## Aim of the task:
Look for the word "bail" in the data below, and copy every line that holds it.

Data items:

----------------------------------------

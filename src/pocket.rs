use std::time::Duration;

use anyhow::{bail, Context, Result};
use reqwest::blocking::Client as HttpClient;
use serde::{Deserialize, Serialize};

pub const ADD_ENDPOINT: &str = "https://getpocket.com/v3/add";

#[derive(Debug, Clone)]
pub struct ClientConfig {
    pub consumer_key: String,
    pub access_token: String,
    pub endpoint: String,
    pub http_client: Option<HttpClient>,
}

impl Default for ClientConfig {
    fn default() -> Self {
        Self {
            consumer_key: String::new(),
            access_token: String::new(),
            endpoint: ADD_ENDPOINT.into(),
            http_client: None,
        }
    }
}

/// Read-later client for the Pocket v3 API.
pub struct Client {
    http: HttpClient,
    endpoint: String,
    consumer_key: String,
    access_token: String,
}

impl Client {
    pub fn new(config: ClientConfig) -> Result<Self> {
        if config.consumer_key.trim().is_empty() {
            bail!("pocket: consumer key required");
        }
        if config.access_token.trim().is_empty() {
            bail!("pocket: access token required");
        }
        if config.endpoint.trim().is_empty() {
            bail!("pocket: endpoint required");
        }

        let http = match config.http_client {
            Some(client) => client,
            None => HttpClient::builder()
                .timeout(Duration::from_secs(20))
                .build()
                .context("pocket: build http client")?,
        };

        Ok(Client {
            http,
            endpoint: config.endpoint,
            consumer_key: config.consumer_key,
            access_token: config.access_token,
        })
    }

    /// Saves `url` with optional tags. The service reports success through a
    /// `status` field on top of the HTTP status.
    pub fn add(&self, url: &str, tags: &[String]) -> Result<()> {
        let payload = AddRequest {
            url,
            tags: if tags.is_empty() {
                None
            } else {
                Some(tags.join(","))
            },
            consumer_key: &self.consumer_key,
            access_token: &self.access_token,
        };

        let resp = self
            .http
            .post(&self.endpoint)
            .header("X-Accept", "application/json")
            .json(&payload)
            .send()
            .context("pocket: add request")?;
        let status = resp.status();
        if !status.is_success() {
            let body = resp.text().unwrap_or_default();
            bail!("pocket: add failed {status}: {body}");
        }

        let payload: AddResponse = resp.json().context("pocket: decode add response")?;
        if payload.status != 1 {
            bail!("pocket: service reported failure for {url}");
        }
        Ok(())
    }
}

#[derive(Debug, Serialize)]
struct AddRequest<'a> {
    url: &'a str,
    #[serde(skip_serializing_if = "Option::is_none")]
    tags: Option<String>,
    consumer_key: &'a str,
    access_token: &'a str,
}

#[derive(Debug, Deserialize)]
struct AddResponse {
    #[serde(default)]
    status: u8,
}

#[cfg(test)]
mod tests {
    use super::*;
    use std::thread;

    fn stub_add_server(body: &'static str) -> (String, thread::JoinHandle<String>) {
        let server = tiny_http::Server::http("127.0.0.1:0").expect("bind stub server");
        let endpoint = format!("http://{}/v3/add", server.server_addr());
        let handle = thread::spawn(move || {
            let mut request = server.recv().expect("receive request");
            let mut received = String::new();
            request
                .as_reader()
                .read_to_string(&mut received)
                .expect("read request body");
            let _ = request.respond(tiny_http::Response::from_string(body));
            received
        });
        (endpoint, handle)
    }

    fn client_for(endpoint: String) -> Client {
        Client::new(ClientConfig {
            consumer_key: "ck".into(),
            access_token: "at".into(),
            endpoint,
            http_client: None,
        })
        .expect("build client")
    }

    #[test]
    fn constructor_requires_keys() {
        assert!(Client::new(ClientConfig {
            access_token: "at".into(),
            ..ClientConfig::default()
        })
        .is_err());
        assert!(Client::new(ClientConfig {
            consumer_key: "ck".into(),
            ..ClientConfig::default()
        })
        .is_err());
    }

    #[test]
    fn add_posts_url_and_joined_tags() {
        let (endpoint, handle) = stub_add_server(r#"{"status":1}"#);
        let client = client_for(endpoint);
        client
            .add("https://example.test/post", &["art".into(), "feeds".into()])
            .expect("add succeeds");
        let body = handle.join().expect("stub thread");
        assert!(body.contains(r#""url":"https://example.test/post""#));
        assert!(body.contains(r#""tags":"art,feeds""#));
        assert!(body.contains(r#""consumer_key":"ck""#));
    }

    #[test]
    fn empty_tags_are_omitted() {
        let (endpoint, handle) = stub_add_server(r#"{"status":1}"#);
        let client = client_for(endpoint);
        client.add("https://example.test/post", &[]).expect("add");
        let body = handle.join().expect("stub thread");
        assert!(!body.contains("tags"));
    }

    #[test]
    fn service_reported_failure_is_an_error() {
        let (endpoint, _handle) = stub_add_server(r#"{"status":0}"#);
        let client = client_for(endpoint);
        assert!(client.add("https://example.test/post", &[]).is_err());
    }
}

----------------------------------------

## Solution for this problem:
use anyhow::{bail, Context, Result};
            bail!("pocket: consumer key required");
            bail!("pocket: access token required");
            bail!("pocket: endpoint required");
            bail!("pocket: add failed {status}: {body}");
            bail!("pocket: service reported failure for {url}");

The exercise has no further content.